Um höhere Ziele ausrufen zu können, braucht es mehr Geld und Beständigkeit

Wenn Spatz erklärt, warum Großwallstadt immer noch ein Verein im Aufbau ist, sagt er: „Es ist auch ein wirtschaftlicher Faktor.“ Mit einem Etat von 1,8 Millionen Euro bewegt sich der TVG im Mittelfeld; Geld, um Spieler zu verpflichten, die die Mannschaft signifikant voranbringen, ist schlichtweg nicht vorhanden. „Unser Kader ist gut“, findet Spatz: „Aber für mehr als einen Mittelfeldplatz fehlt uns noch der eine oder andere, der uns verstärkt. Einige Gesellschafter wollen sich auch mehr einbringen und ihr Netzwerk als Multiplikator nutzen und große Sponsoren aktivieren. Da sind wir dran.“ Der TVG ist also unterwegs. Nach wie vor. Doch das Ziel ist in weiter Ferne.

Als Spatz noch nicht die Geschäfte führte, sondern als Rechtsaußen selbst Tore warf, war Großwallstadt noch Bundesligist. Später schreckte er zwar auch nicht davor zurück, mit seinem Verein bis in die dritte Liga hinunterzugehen, doch sein Name steht bis heute für die besseren Tage des TVG.

Obwohl der Klub 2013 aus der Bundesliga abstieg und 2015 in die Insolvenz schlitterte, belegt er bis heute den sechsten Platz in der ewigen Tabelle. Die Großwallstädter sind sechsmal deutscher Meister geworden, sie haben viermal den Pokal gewonnen, zweimal sogar den Europapokal der Landesmeister (1979 und 1980). Doch die großen Triumphe liegen mittlerweile schon mindestens 35 Jahre zurück. Die Zeit hat den großen TVG auf Normalmaß gestutzt.

An diesem Abend gegen Hüttenberg sind etliche Sitzschalen in der Untermainhalle in Elsenfeld leer geblieben. Bis zu 2500 Fans finden hier eigentlich Platz, aber gekommen sind nicht mehr als 1100 –  „weniger als erhofft“, wie Spatz sagt. Der TVG spielt vor halbleeren Rängen und hat keine Chance. Das Spiel beginnt mit einem Schrittfehler von Maximilian Horner, dann verwirft Maxim Schalles einen Siebenmeter, Moritz Klenk scheitert am Pfosten. Missgeschick um Missgeschick. Nach zehn Minuten steht es 1:6 – eine Hypothek, von der sich die Mannschaft nicht mehr erholen wird.

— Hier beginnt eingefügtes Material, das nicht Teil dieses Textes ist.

//! Configuration file.
//!
//! ```toml
//! log_level = "info"
//!
//! [source]
//! address = "10.0.0.1:6379"
//!
//! [target]
//! address = "10.0.0.2:6379"
//! cluster = true
//! tls = true
//!
//! [filter]
//! block_key_prefix = ["tmp:"]
//!
//! [advanced]
//! busy_key_policy = "rewrite"
//! ```
//!
//! Every key is optional. Command-line flags are applied on top in `main`.

use crate::connection::{Credentials, TlsOptions};
use crate::pipeline::{FilterConfig, TransformConfig};
use crate::rdb::{LoaderConfig, RestorePolicy};
use crate::replication::SessionConfig;
use crate::writer::{BusyKeyPolicy, WriterConfig};
use serde::Deserialize;
use std::path::{Path, PathBuf};
use std::time::Duration;
use thiserror::Error;

#[derive(Debug, Error)]
pub enum ConfigError {
    #[error("cannot read {path}: {source}")]
    Io {
        path: PathBuf,
        source: std::io::Error,
    },

    #[error("invalid config: {0}")]
    Parse(#[from] toml::de::Error),

    #[error("invalid config: {0}")]
    Invalid(String),
}

#[derive(Debug, Clone, Deserialize, PartialEq)]
#[serde(default)]
pub struct Config {
    pub log_level: String,
    pub source: SourceConfig,
    pub target: TargetConfig,
    pub filter: FilterConfig,
    pub transform: TransformConfig,
    pub advanced: AdvancedConfig,
}

#[derive(Debug, Clone, Deserialize, PartialEq)]
#[serde(default)]
pub struct SourceConfig {
    pub address: String,
    pub username: String,
    pub password: String,
    pub tls: bool,
    /// Accept any certificate; for self-signed deployments.
    pub tls_insecure_skip_verify: bool,
    /// Replicate every master found through `CLUSTER NODES`.
    pub cluster: bool,
    /// Replay this RDB file instead of replicating.
    pub rdb_file: Option<PathBuf>,
    pub sync_rdb: bool,
    pub sync_aof: bool,
    /// Snapshot, AOF segments and checkpoints live here.
    pub work_dir: PathBuf,
}

#[derive(Debug, Clone, Deserialize, PartialEq)]
#[serde(default)]
pub struct TargetConfig {
    pub address: String,
    pub username: String,
    pub password: String,
    pub tls: bool,
    pub tls_insecure_skip_verify: bool,
    pub cluster: bool,
    pub connections: usize,
    /// `major.minor` of the target server.
    pub version: String,
}

#[derive(Debug, Clone, Deserialize, PartialEq)]
#[serde(default)]
pub struct AdvancedConfig {
    pub big_key_threshold: u64,
    pub busy_key_policy: BusyKeyPolicy,
    pub pipeline_count_limit: usize,
    pub target_max_querybuf_len: u64,
    pub ack_interval_ms: u64,
    pub replica_listening_port: u16,
    pub entry_channel_capacity: usize,
    pub aof_file_max_size: u64,
    pub checkpoint_interval_ms: u64,
    pub max_reconnect_attempts: u32,
    pub reconnect_backoff_ms: u64,
    pub verify_checksum: bool,
    pub status_interval_secs: u64,
    /// RedisBloom version on the target as `major*10000 + minor*100 +
    /// patch`, e.g. 20206; 0 keeps the source's bloom header layout.
    pub target_mbbloom_version: u32,
}

impl Default for Config {
    fn default() -> Self {
        Self {
            log_level: "info".to_string(),
            source: SourceConfig::default(),
            target: TargetConfig::default(),
            filter: FilterConfig::default(),
            transform: TransformConfig::default(),
            advanced: AdvancedConfig::default(),
        }
    }
}

impl Default for SourceConfig {
    fn default() -> Self {
        Self {
            address: "127.0.0.1:6379".to_string(),
            username: String::new(),
            password: String::new(),
            tls: false,
            tls_insecure_skip_verify: false,
            cluster: false,
            rdb_file: None,
            sync_rdb: true,
            sync_aof: true,
            work_dir: PathBuf::from("data"),
        }
    }
}

impl Default for TargetConfig {
    fn default() -> Self {
        Self {
            address: "127.0.0.1:6380".to_string(),
            username: String::new(),
            password: String::new(),
            tls: false,
            tls_insecure_skip_verify: false,
            cluster: false,
            connections: 1,
            version: "7.0".to_string(),
        }
    }
}

impl Default for AdvancedConfig {
    fn default() -> Self {
        Self {
            big_key_threshold: 500 * 1024 * 1024,
            busy_key_policy: BusyKeyPolicy::Panic,
            pipeline_count_limit: 1024,
            target_max_querybuf_len: 1024 * 1024 * 1024,
            ack_interval_ms: 100,
            replica_listening_port: 10007,
            entry_channel_capacity: 1024,
            aof_file_max_size: 1024 * 1024 * 1024,
            checkpoint_interval_ms: 1000,
            max_reconnect_attempts: 3,
            reconnect_backoff_ms: 1000,
            verify_checksum: true,
            status_interval_secs: 5,
            target_mbbloom_version: 0,
        }
    }
}

/// Parses `"7.2.4"` or `"6.0"` into `(major, minor)`.
pub fn parse_version(text: &str) -> Option<(u32, u32)> {
    let mut parts = text.trim().split('.');
    let major = parts.next()?.parse().ok()?;
    let minor = match parts.next() {
        Some(p) => p.parse().ok()?,
        None => 0,
    };
    Some((major, minor))
}

impl Config {
    pub fn load(path: &Path) -> Result<Self, ConfigError> {
        let text = std::fs::read_to_string(path).map_err(|source| ConfigError::Io {
            path: path.to_path_buf(),
            source,
        })?;
        Self::from_toml(&text)
    }

    pub fn from_toml(text: &str) -> Result<Self, ConfigError> {
        let config: Config = toml::from_str(text)?;
        config.validate()?;
        Ok(config)
    }

    pub fn validate(&self) -> Result<(), ConfigError> {
        if self.source.rdb_file.is_none() && self.source.address.is_empty() {
            return Err(ConfigError::Invalid(
                "source.address or source.rdb_file is required".to_string(),
            ));
        }
        if self.target.address.is_empty() {
            return Err(ConfigError::Invalid("target.address is required".to_string()));
        }
        if self.target.connections == 0 {
            return Err(ConfigError::Invalid("target.connections must be at least 1".to_string()));
        }
        if parse_version(&self.target.version).is_none() {
            return Err(ConfigError::Invalid(format!(
                "target.version {:?} is not major.minor",
                self.target.version
            )));
        }
        if self.advanced.entry_channel_capacity == 0 || self.advanced.pipeline_count_limit == 0 {
            return Err(ConfigError::Invalid(
                "queue capacities must be at least 1".to_string(),
            ));
        }
        Ok(())
    }

    pub fn target_version(&self) -> (u32, u32) {
        parse_version(&self.target.version).unwrap_or((7, 0))
    }

    pub fn source_credentials(&self) -> Credentials {
        Credentials::new(&self.source.username, &self.source.password)
    }

    pub fn source_tls(&self) -> TlsOptions {
        TlsOptions::new(self.source.tls, self.source.tls_insecure_skip_verify)
    }

    pub fn writer_config(&self) -> WriterConfig {
        WriterConfig {
            address: self.target.address.clone(),
            credentials: Credentials::new(&self.target.username, &self.target.password),
            tls: TlsOptions::new(self.target.tls, self.target.tls_insecure_skip_verify),
            cluster: self.target.cluster,
            connections: self.target.connections,
            pipeline_count_limit: self.advanced.pipeline_count_limit,
            target_max_querybuf_len: self.advanced.target_max_querybuf_len,
            busy_key_policy: self.advanced.busy_key_policy,
        }
    }

    pub fn loader_config(&self, name: &str) -> LoaderConfig {
        let replace = self.advanced.busy_key_policy == BusyKeyPolicy::Rewrite;
        LoaderConfig {
            name: name.to_string(),
            big_key_threshold: self.advanced.big_key_threshold,
            restore: RestorePolicy::for_target(self.target_version(), replace),
            verify_checksum: self.advanced.verify_checksum,
            target_mbbloom_version: self.advanced.target_mbbloom_version,
        }
    }

    /// Session settings for one source master. Cluster sources keep each
    /// master's files in its own subdirectory.
    pub fn session_config(&self, address: &str) -> SessionConfig {
        let mut session = SessionConfig::new(address, self.source.work_dir.clone());
        if self.source.cluster {
            session.work_dir = self.source.work_dir.join(address.replace(':', "_"));
        }
        session.credentials = self.source_credentials();
        session.tls = self.source_tls();
        session.sync_rdb = self.source.sync_rdb;
        session.sync_aof = self.source.sync_aof;
        session.listening_port = self.advanced.replica_listening_port;
        session.ack_interval = Duration::from_millis(self.advanced.ack_interval_ms);
        session.aof_segment_size = self.advanced.aof_file_max_size;
        session.checkpoint_interval = Duration::from_millis(self.advanced.checkpoint_interval_ms);
        session.max_reconnect_attempts = self.advanced.max_reconnect_attempts;
        session.reconnect_backoff = Duration::from_millis(self.advanced.reconnect_backoff_ms);
        session.loader = self.loader_config(&session.name);
        session
    }
}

Nach dem Spiel strömen zig Kinder auf den Platz, umzingeln die Spieler und bitten sie um Autogramme und Fotos. Rückraumspieler Mario Stark kritzelt seine Unterschrift auf mehrere T-Shirts, auf einen Ball und in ein Buch, das ihm ein Junge entgegenstreckt. Auch Männer und Frauen suchen das Gespräch. Die Wut auf die Schiedsrichter ist dem Dialog gewichen. Die Szenen zeigen, wie sehr der Sport die Menschen am Untermain bewegt. Die Region war derart lange eine Handball-Hochburg, dass Horners Schrittfehler, Schalles’ Siebenmeter und Klenks Pfostenwurf auch heute noch niemanden kaltlässt.

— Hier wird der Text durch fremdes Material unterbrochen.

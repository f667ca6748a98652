//! Listpack decoding.
//!
//! ```text
//! <total-bytes u32><count u16><element>...<0xFF>
//! element: <encoding+data><backlen>
//! ```
//!
//! | first byte  | meaning                          |
//! |-------------|----------------------------------|
//! | `0xxxxxxx`  | 7-bit unsigned integer           |
//! | `10xxxxxx`  | string, 6-bit length             |
//! | `110xxxxx`  | 13-bit signed integer            |
//! | `1110xxxx`  | string, 12-bit length            |
//! | `11110000`  | string, 32-bit length            |
//! | `0xF1..F4`  | 16/24/32/64-bit signed integer   |
//!
//! `backlen` stores the element's encoded size for reverse traversal; the
//! forward decoder only needs to skip it.

use super::cursor::SliceCursor;
use super::RdbResult;
use bytes::Bytes;

const END: u8 = 0xFF;

pub fn decode(buf: &[u8]) -> RdbResult<Vec<Bytes>> {
    let mut cur = SliceCursor::new(buf, "listpack");
    let _total = cur.u32_le()?;
    let _count = cur.u16_le()?;

    // The header count saturates at 65535, so always scan to the terminator.
    let mut out = Vec::new();
    while cur.peek()? != END {
        out.push(read_element(&mut cur)?);
    }
    Ok(out)
}

/// Decodes a listpack of alternating field/value elements.
pub fn decode_pairs(buf: &[u8]) -> RdbResult<Vec<(Bytes, Bytes)>> {
    super::ziplist::pairs(decode(buf)?, "listpack")
}

/// Number of bytes used by the backlen of an element of `len` encoded bytes.
fn backlen_size(len: usize) -> usize {
    if len <= 127 {
        1
    } else if len < 16383 {
        2
    } else if len < 2097151 {
        3
    } else if len < 268435455 {
        4
    } else {
        5
    }
}

/// Two's-complement recovery for an integer stored in fewer than 64 bits.
fn signed(uval: u64, bits: u32) -> i64 {
    let negstart = 1u64 << (bits - 1);
    let negmax = (1u64 << bits) - 1;
    if uval >= negstart {
        -((negmax - uval) as i64) - 1
    } else {
        uval as i64
    }
}

fn read_element(cur: &mut SliceCursor<'_>) -> RdbResult<Bytes> {
    let start = cur.position();
    let b = cur.u8()?;

    let value = if b & 0x80 == 0 {
        Bytes::from((b & 0x7f).to_string())
    } else if b & 0xC0 == 0x80 {
        let len = (b & 0x3f) as usize;
        Bytes::copy_from_slice(cur.take(len)?)
    } else if b & 0xE0 == 0xC0 {
        let uval = (((b & 0x1f) as u64) << 8) | cur.u8()? as u64;
        Bytes::from(signed(uval, 13).to_string())
    } else if b & 0xF0 == 0xE0 {
        let len = (((b & 0x0f) as usize) << 8) | cur.u8()? as usize;
        Bytes::copy_from_slice(cur.take(len)?)
    } else {
        match b {
            0xF0 => {
                let len = cur.u32_le()? as usize;
                Bytes::copy_from_slice(cur.take(len)?)
            }
            0xF1 => Bytes::from(cur.i16_le()?.to_string()),
            0xF2 => Bytes::from(cur.i24_le()?.to_string()),
            0xF3 => Bytes::from(cur.i32_le()?.to_string()),
            0xF4 => Bytes::from(cur.i64_le()?.to_string()),
            other => return Err(cur.error(format!("unknown encoding {:#04x}", other))),
        }
    };

    let encoded = cur.position() - start;
    cur.skip(backlen_size(encoded))?;
    Ok(value)
}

Doch die Bundesliga, so realistisch muss man sein, kann allenfalls als mittelfristiges Ziel gelten. „Wenn wir das angehen wollen, müssen wir in allen Bereichen noch ein bisschen arbeiten“, gesteht Spatz. Letztes Jahr wurde der TVG Elfter – die mit Abstand beste Platzierung der vergangenen Jahre. Allerdings waren es nur zwei Punkte, die die Mannschaft vom ASV Hamm trennten, der als Vorletzter abstieg. Für die laufende Saison hat sich Großwallstadt vorgenommen, nicht schon wieder bis zum Schluss um seine Existenz als Zweitligist bangen zu müssen. Von höheren Zielen spricht niemand. „Wir wollen so schnell wie möglich 30 Punkte holen“, sagt Stark, „alles, was dann noch dazukommt, ist Bonus.“

Um irgendwann wieder andere Ziele ausrufen zu können, braucht es insbesondere größere finanzielle Spielräume und mehr Beständigkeit. André Lohrbach ist bereits der elfte Coach seit dem Neuanfang, den Großwallstadt nach der Insolvenz 2015 einleitete. Manch ein Trainerwechsel entzog sich zwar auch der Verantwortung des TVG – etwa als Igor Vori 2023 aus persönlichen Gründen in seine Heimat zurückkehrte –, die eine oder andere Fehlentscheidung muss sich der Klub allerdings ankreiden lassen.

Spatz weiß das. Aber jetzt will er nach vorn schauen. Das Ziel Bundesliga ist zwar derart weit entfernt, dass es höchstens schemenhaft am Horizont zu erkennen ist. Aber Michael Spatz und der TV Großwallstadt laufen los. Schritt für Schritt.